5. Additional Consideration. As of the date hereof, for and in
consideration of Lender's agreement, at the request of Borrower and Xxxxxxx to
enter into this Note and related documents: (a) Xxxxxxx, pursuant to that
certain Limited Nonrecourse Guaranty and Suretyship Agreement (the "Xxxxxxx
Guaranty") and the Pledge Agreement, has agreed to deliver to Lender certain
common shares of Borrower and warrants or options related to common shares of
Borrower in such amounts as are set forth in the Xxxxxxx Guaranty and the Pledge
Agreement; and (b) Borrower, pursuant to Section 6(l) of this Note, has agreed
to take certain action.
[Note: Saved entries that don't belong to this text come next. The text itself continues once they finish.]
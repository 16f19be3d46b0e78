//! Core operation benchmarks
//!
//! Run with: cargo bench
//!
//! - entity creation (single and batched)
//! - add/remove churn through cached archetype edges
//! - query iteration and mutating `for_each`
//! - cascading delete of a widely used key

use cascade_ecs::prelude::*;
use criterion::{black_box, criterion_group, criterion_main, BenchmarkId, Criterion};

#[derive(Debug, Copy, Clone, PartialEq)]
struct Position {
    x: f32,
    y: f32,
    z: f32,
}

#[derive(Debug, Copy, Clone, PartialEq)]
struct Velocity {
    x: f32,
    y: f32,
    z: f32,
}

struct Keys {
    pos: Component<Position>,
    vel: Component<Velocity>,
    tag: Flag,
}

fn setup() -> (World, Keys) {
    let mut world = World::with_config(Config {
        entity_name_default: false,
        ..Config::default()
    });
    let keys = Keys {
        pos: world.component("Position").unwrap(),
        vel: world.component("Velocity").unwrap(),
        tag: world.flag("Tag").unwrap(),
    };
    (world, keys)
}

fn populated(n: usize) -> (World, Keys) {
    let (mut world, keys) = setup();
    for i in 0..n {
        world
            .create_entity(None, |b| {
                b.set(keys.pos, Position { x: i as f32, y: 0.0, z: 0.0 })
                    .set(keys.vel, Velocity { x: 1.0, y: 0.0, z: 0.0 });
                if i % 2 == 0 {
                    b.add(keys.tag);
                }
                Ok(())
            })
            .unwrap();
    }
    (world, keys)
}

fn bench_create(c: &mut Criterion) {
    let mut group = c.benchmark_group("create");

    group.bench_function("set_one_by_one_1k", |b| {
        b.iter(|| {
            let (mut world, keys) = setup();
            for i in 0..1_000 {
                let e = world.entity(None).unwrap();
                world
                    .set(e, keys.pos, Position { x: i as f32, y: 0.0, z: 0.0 })
                    .unwrap();
                world
                    .set(e, keys.vel, Velocity { x: 1.0, y: 0.0, z: 0.0 })
                    .unwrap();
            }
            black_box(world.entity_count())
        });
    });

    group.bench_function("create_entity_batched_1k", |b| {
        b.iter(|| {
            let (world, _) = populated(1_000);
            black_box(world.entity_count())
        });
    });

    group.finish();
}

fn bench_churn(c: &mut Criterion) {
    let mut group = c.benchmark_group("churn");
    for &auto_delete in &[false, true] {
        group.bench_with_input(
            BenchmarkId::new("add_remove_tag_1k", auto_delete),
            &auto_delete,
            |b, &auto_delete| {
                let (mut world, keys) = populated(1_000);
                world.config_mut().auto_delete_empty_archetypes = auto_delete;
                let entities = Query::new(keys.pos).without([keys.tag]).entities(&world);
                b.iter(|| {
                    for &e in &entities {
                        world.add(e, keys.tag).unwrap();
                    }
                    for &e in &entities {
                        world.remove(e, keys.tag).unwrap();
                    }
                });
            },
        );
    }
    group.finish();
}

fn bench_query(c: &mut Criterion) {
    let mut group = c.benchmark_group("query");

    for &n in &[1_000usize, 10_000] {
        let (world, keys) = populated(n);
        group.bench_with_input(BenchmarkId::new("iter_pos_vel", n), &n, |b, _| {
            let query = Query::new((keys.pos, keys.vel));
            b.iter(|| {
                let mut sum = 0.0f32;
                for (_, (pos, vel)) in query.iter(&world) {
                    if let (Some(pos), Some(vel)) = (pos, vel) {
                        sum += pos.x * vel.x;
                    }
                }
                black_box(sum)
            });
        });
    }

    let (mut world, keys) = populated(1_000);
    group.bench_function("for_each_integrate_1k", |b| {
        let query = Query::new((keys.pos, keys.vel));
        b.iter(|| {
            query
                .for_each(&mut world, |world, entity, (pos, vel)| {
                    let (Some(pos), Some(vel)) = (pos, vel) else {
                        return Ok(());
                    };
                    let next = Position {
                        x: pos.x + vel.x,
                        y: pos.y + vel.y,
                        z: pos.z + vel.z,
                    };
                    world.set(entity, keys.pos, next)
                })
                .unwrap();
        });
    });

    group.finish();
}

fn bench_delete(c: &mut Criterion) {
    c.bench_function("delete_key_held_by_1k", |b| {
        b.iter_with_setup(
            || populated(1_000),
            |(mut world, keys)| {
                world.delete(keys.tag).unwrap();
                black_box(world.archetype_count())
            },
        );
    });
}

criterion_group!(benches, bench_create, bench_churn, bench_query, bench_delete);
criterion_main!(benches);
The agreements set forth in clauses (a) and (b) above
are referred to herein as the "Security Obligations".
6. Representations and Covenants. Borrower represents to and agrees with
Lender that now and until this Note is paid in full:
(a) Good Standing; Authority. Borrower is a corporation (i) duly
organized and existing and in good standing under the laws of the
jurisdiction in which it was formed, (ii) duly qualified, in good standing
and authorized to do business in every jurisdiction in which failure to be
so qualified would have a material adverse effect on its business or assets
and (iii) having the power and authority to own each of its assets and to
use them as contemplated now or in the future.
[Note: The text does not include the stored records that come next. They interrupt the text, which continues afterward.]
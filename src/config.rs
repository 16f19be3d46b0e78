// Copyright 2024 Saptak Santra
//
// Licensed under the Apache License, Version 2.0 (the "License");
// you may not use this file except in compliance with the License.
// You may obtain a copy of the License at
//
//     http://www.apache.org/licenses/LICENSE-2.0
//
// Unless required by applicable law or agreed to in writing, software
// distributed under the License is distributed on an "AS IS" BASIS,
// WITHOUT WARRANTIES OR CONDITIONS OF ANY KIND, either express or implied.
// See the License for the specific language governing permissions and
// limitations under the License.

//! World configuration

use serde::{Deserialize, Serialize};

use crate::error::Result;

#[derive(Debug, Clone, PartialEq, Eq, Serialize, Deserialize)]
#[serde(default)]
pub struct Config {
    /// Remove an archetype as soon as its last member leaves.
    ///
    /// When off, empty archetypes stay around (keeping their transition
    /// edges warm) until [`World::cleanup`](crate::World::cleanup).
    pub auto_delete_empty_archetypes: bool,

    /// Name unnamed entities after their id
    pub entity_name_default: bool,
}

impl Default for Config {
    fn default() -> Self {
        Self {
            auto_delete_empty_archetypes: false,
            entity_name_default: true,
        }
    }
}

impl Config {
    /// Parse from JSON; missing fields keep their defaults.
    pub fn from_json(json: &str) -> Result<Self> {
        Ok(serde_json::from_str(json)?)
    }

    pub fn to_json(&self) -> Result<String> {
        Ok(serde_json::to_string_pretty(self)?)
    }
}

#[cfg(test)]
mod tests {
    use super::*;
    use crate::error::EcsError;

    #[test]
    fn test_partial_json_keeps_defaults() {
        let config = Config::from_json(r#"{ "auto_delete_empty_archetypes": true }"#).unwrap();
        assert!(config.auto_delete_empty_archetypes);
        assert!(config.entity_name_default);
    }

    #[test]
    fn test_json_roundtrip() {
        let config = Config {
            auto_delete_empty_archetypes: true,
            entity_name_default: false,
        };
        let json = config.to_json().unwrap();
        assert_eq!(Config::from_json(&json).unwrap(), config);
    }

    #[test]
    fn test_bad_json_is_config_error() {
        assert!(matches!(Config::from_json("{ nope"), Err(EcsError::Config(_))));
    }
}
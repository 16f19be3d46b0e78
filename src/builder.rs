// Copyright 2024 Saptak Santra
//
// Licensed under the Apache License, Version 2.0 (the "License");
// you may not use this file except in compliance with the License.
// You may obtain a copy of the License at
//
//     http://www.apache.org/licenses/LICENSE-2.0
//
// Unless required by applicable law or agreed to in writing, software
// distributed under the License is distributed on an "AS IS" BASIS,
// WITHOUT WARRANTIES OR CONDITIONS OF ANY KIND, either express or implied.
// See the License for the specific language governing permissions and
// limitations under the License.

//! Batched entity construction
//!
//! [`World::create_entity`](crate::World::create_entity) hands the init
//! closure an [`EntityBuilder`]. Nothing touches the world until the closure
//! returns; the entity is then placed straight into its final archetype and
//! hooks run only after every queued key is installed.

use std::any::Any;
use std::fmt;

use crate::component::{AsEntity, ColumnInfo, Component, ComponentData};
use crate::entity::Entity;

/// Queued key for a new entity
pub(crate) enum BuildOp {
    Add(Entity),
    Set {
        key: Entity,
        column: ColumnInfo,
        value: Box<dyn Any>,
    },
}

impl BuildOp {
    pub(crate) fn key(&self) -> Entity {
        match self {
            BuildOp::Add(key) => *key,
            BuildOp::Set { key, .. } => *key,
        }
    }
}

impl fmt::Debug for BuildOp {
    fn fmt(&self, f: &mut fmt::Formatter<'_>) -> fmt::Result {
        match self {
            BuildOp::Add(key) => f.debug_tuple("Add").field(key).finish(),
            BuildOp::Set { key, column, .. } => f
                .debug_struct("Set")
                .field("key", key)
                .field("type", &column.type_name)
                .finish(),
        }
    }
}

/// Collects the keys of an entity under construction.
///
/// Each key is queued once, at the position of its first mention. A later
/// `set` on an already queued key replaces the value in place.
#[derive(Debug)]
pub struct EntityBuilder {
    entity: Entity,
    ops: Vec<BuildOp>,
}

impl EntityBuilder {
    pub(crate) fn new(entity: Entity) -> Self {
        Self {
            entity,
            ops: Vec::new(),
        }
    }

    /// Id the entity will have once created
    pub fn entity(&self) -> Entity {
        self.entity
    }

    /// Queue a key without a value
    pub fn add(&mut self, key: impl AsEntity) -> &mut Self {
        let key = key.entity();
        if self.position(key).is_none() {
            self.ops.push(BuildOp::Add(key));
        }
        self
    }

    /// Queue a key with its initial value
    pub fn set<T: ComponentData>(&mut self, component: Component<T>, value: T) -> &mut Self {
        let key = component.entity();
        let op = BuildOp::Set {
            key,
            column: ColumnInfo::of::<T>(),
            value: Box::new(value),
        };
        match self.position(key) {
            Some(index) => self.ops[index] = op,
            None => self.ops.push(op),
        }
        self
    }

    pub fn len(&self) -> usize {
        self.ops.len()
    }

    pub fn is_empty(&self) -> bool {
        self.ops.is_empty()
    }

    fn position(&self, key: Entity) -> Option<usize> {
        self.ops.iter().position(|op| op.key() == key)
    }

    pub(crate) fn into_ops(self) -> Vec<BuildOp> {
        self.ops
    }
}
(b) Legality. The execution, issuance, delivery to Lender and
performance by Borrower of this Note (i) are in furtherance of Borrower's
purposes and within its power and authority; (ii) do not violate Borrower's
certificate of incorporation or other governing instrument or result in a
lien or encumbrance on any assets of Borrower; and (iii) have been duly
authorized by all necessary corporate action.
(c) Compliance. Borrower conducts its business and operations and the
ownership of its assets in compliance with each applicable statute,
regulation and other law, including without limitation environmental laws.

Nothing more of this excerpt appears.